» **What the task asks**
In the entries below, count every line with the string "visible". State the count and nothing else.

» **Data to examine**
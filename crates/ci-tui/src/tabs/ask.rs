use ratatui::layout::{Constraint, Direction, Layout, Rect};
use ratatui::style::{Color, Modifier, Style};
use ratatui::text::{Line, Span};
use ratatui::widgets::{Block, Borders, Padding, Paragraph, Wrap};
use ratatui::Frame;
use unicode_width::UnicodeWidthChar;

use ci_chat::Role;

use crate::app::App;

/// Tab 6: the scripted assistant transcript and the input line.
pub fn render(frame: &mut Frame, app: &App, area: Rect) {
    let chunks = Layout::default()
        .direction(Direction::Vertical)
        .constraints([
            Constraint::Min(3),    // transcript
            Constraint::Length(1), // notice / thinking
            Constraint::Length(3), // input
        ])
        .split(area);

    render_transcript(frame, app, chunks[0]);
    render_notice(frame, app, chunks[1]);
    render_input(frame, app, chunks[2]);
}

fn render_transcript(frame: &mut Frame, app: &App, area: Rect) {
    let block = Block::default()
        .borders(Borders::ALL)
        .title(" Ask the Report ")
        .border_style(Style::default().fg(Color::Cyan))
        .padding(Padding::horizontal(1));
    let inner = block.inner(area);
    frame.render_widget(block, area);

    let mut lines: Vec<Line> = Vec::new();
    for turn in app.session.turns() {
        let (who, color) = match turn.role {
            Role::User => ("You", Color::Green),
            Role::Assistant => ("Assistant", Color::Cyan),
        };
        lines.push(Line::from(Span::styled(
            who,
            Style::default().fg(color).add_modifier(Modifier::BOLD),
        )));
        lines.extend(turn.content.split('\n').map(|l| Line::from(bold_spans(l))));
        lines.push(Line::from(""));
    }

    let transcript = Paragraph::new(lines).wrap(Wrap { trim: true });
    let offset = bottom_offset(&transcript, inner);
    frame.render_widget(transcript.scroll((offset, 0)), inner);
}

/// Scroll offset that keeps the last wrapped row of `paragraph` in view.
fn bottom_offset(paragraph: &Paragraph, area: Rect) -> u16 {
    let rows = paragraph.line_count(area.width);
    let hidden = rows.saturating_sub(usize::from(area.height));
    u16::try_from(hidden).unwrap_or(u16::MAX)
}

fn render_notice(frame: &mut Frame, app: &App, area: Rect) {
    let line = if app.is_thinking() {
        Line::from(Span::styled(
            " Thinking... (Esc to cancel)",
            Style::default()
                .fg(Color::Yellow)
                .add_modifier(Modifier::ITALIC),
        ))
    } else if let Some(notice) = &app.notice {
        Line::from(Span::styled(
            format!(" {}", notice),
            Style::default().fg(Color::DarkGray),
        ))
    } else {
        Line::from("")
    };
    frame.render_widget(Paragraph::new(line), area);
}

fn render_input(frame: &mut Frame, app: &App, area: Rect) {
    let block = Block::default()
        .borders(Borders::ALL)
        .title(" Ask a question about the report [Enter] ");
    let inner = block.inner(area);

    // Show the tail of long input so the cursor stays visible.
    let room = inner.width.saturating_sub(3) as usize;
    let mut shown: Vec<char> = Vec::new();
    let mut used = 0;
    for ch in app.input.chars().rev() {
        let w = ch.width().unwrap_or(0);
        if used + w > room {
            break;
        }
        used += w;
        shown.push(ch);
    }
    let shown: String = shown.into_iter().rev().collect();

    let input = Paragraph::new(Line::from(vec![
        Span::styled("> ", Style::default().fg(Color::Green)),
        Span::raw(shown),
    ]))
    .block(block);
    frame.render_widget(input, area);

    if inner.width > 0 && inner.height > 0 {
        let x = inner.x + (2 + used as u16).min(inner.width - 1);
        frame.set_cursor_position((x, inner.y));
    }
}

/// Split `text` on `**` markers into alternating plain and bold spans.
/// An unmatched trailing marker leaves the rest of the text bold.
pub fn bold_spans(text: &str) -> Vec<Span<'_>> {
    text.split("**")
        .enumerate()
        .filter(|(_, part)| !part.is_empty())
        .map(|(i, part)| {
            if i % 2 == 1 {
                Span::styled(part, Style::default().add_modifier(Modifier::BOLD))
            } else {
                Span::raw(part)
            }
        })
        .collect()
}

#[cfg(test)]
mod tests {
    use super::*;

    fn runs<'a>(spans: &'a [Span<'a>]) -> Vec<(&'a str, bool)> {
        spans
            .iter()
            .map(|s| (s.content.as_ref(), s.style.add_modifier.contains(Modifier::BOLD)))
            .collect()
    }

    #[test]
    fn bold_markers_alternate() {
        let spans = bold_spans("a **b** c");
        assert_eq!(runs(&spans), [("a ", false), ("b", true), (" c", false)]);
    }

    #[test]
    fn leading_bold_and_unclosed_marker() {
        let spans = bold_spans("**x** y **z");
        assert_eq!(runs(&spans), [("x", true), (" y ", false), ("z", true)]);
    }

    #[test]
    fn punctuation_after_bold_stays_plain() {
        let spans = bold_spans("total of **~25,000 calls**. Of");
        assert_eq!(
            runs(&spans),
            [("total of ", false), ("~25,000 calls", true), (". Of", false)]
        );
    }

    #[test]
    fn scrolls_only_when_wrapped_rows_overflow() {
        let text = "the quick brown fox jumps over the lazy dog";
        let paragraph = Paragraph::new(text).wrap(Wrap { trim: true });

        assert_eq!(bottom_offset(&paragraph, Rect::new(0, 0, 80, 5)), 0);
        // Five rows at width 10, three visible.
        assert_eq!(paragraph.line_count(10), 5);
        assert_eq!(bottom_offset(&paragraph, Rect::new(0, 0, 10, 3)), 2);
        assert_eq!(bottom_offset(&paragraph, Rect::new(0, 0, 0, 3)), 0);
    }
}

---

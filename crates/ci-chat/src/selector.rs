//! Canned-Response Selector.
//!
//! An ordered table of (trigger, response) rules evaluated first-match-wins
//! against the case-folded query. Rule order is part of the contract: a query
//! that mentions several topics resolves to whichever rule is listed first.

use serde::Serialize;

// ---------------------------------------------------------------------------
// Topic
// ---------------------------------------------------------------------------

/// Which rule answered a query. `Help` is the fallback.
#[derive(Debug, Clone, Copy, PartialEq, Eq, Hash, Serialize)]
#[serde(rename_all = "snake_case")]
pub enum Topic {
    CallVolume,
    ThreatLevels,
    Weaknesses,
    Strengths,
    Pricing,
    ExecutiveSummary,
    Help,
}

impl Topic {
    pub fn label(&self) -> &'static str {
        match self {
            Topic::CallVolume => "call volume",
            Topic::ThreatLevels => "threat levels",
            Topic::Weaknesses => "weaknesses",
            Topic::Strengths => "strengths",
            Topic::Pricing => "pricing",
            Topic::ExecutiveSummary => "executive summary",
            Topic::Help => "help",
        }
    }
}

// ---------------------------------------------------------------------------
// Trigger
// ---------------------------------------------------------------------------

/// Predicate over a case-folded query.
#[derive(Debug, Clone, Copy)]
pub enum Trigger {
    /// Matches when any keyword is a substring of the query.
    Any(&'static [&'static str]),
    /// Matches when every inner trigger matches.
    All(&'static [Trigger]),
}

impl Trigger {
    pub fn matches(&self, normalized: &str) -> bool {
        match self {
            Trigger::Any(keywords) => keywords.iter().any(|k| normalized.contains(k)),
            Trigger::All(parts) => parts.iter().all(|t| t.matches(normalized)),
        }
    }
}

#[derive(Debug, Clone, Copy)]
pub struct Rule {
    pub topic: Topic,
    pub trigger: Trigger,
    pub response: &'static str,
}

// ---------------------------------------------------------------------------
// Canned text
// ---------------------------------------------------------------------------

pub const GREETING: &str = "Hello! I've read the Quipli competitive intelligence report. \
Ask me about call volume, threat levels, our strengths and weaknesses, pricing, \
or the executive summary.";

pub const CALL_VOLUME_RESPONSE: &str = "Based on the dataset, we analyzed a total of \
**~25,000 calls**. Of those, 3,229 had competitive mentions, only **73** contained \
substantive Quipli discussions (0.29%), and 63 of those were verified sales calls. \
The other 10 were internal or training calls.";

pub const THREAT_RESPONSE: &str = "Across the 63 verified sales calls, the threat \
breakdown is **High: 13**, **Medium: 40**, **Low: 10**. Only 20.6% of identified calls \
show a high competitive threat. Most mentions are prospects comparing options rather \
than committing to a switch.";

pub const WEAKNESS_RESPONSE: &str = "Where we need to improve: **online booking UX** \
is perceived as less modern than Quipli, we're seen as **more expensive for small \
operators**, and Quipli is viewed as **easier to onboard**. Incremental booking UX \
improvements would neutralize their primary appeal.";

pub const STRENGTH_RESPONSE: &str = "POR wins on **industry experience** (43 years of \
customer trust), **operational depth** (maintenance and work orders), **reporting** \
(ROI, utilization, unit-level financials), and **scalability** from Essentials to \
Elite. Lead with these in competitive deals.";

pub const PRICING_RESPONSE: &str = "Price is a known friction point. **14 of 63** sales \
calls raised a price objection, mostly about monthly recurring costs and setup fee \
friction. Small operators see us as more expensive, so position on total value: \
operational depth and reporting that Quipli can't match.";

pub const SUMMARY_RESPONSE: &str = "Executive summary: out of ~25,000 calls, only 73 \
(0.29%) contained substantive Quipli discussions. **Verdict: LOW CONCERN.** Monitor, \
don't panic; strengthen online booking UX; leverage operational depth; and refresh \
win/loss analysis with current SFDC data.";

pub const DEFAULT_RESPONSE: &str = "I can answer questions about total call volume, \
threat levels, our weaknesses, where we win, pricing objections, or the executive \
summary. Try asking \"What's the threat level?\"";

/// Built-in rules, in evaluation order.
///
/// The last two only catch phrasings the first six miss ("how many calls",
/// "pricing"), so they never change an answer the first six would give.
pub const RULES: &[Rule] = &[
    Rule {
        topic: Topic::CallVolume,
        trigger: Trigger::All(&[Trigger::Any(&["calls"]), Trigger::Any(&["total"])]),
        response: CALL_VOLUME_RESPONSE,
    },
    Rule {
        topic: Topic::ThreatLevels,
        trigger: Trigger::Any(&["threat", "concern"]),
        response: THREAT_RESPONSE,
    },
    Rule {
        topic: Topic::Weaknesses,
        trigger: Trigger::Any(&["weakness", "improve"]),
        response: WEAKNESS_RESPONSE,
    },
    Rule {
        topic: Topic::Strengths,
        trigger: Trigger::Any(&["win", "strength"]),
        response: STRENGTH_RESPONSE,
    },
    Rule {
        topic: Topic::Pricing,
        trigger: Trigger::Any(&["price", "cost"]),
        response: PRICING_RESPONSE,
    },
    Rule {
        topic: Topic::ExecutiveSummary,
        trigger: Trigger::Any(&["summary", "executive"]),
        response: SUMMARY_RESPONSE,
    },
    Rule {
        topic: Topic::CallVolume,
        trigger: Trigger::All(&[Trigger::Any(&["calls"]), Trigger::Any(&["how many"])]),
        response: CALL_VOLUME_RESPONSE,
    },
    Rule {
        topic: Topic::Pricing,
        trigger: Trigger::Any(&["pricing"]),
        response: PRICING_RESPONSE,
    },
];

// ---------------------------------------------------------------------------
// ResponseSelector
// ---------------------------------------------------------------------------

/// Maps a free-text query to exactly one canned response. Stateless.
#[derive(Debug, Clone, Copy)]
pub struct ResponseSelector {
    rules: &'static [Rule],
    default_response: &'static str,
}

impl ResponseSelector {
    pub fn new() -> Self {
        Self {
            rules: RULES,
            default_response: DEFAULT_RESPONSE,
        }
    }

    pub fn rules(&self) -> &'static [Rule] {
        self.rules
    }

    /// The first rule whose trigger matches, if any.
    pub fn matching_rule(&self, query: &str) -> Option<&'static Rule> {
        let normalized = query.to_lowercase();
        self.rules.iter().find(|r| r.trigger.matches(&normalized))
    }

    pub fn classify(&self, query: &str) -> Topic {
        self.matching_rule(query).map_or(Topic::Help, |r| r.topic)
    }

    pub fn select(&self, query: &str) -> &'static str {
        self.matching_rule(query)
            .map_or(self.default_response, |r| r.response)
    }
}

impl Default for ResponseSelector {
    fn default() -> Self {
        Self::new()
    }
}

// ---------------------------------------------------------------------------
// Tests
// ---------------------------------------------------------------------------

» **Task result**
2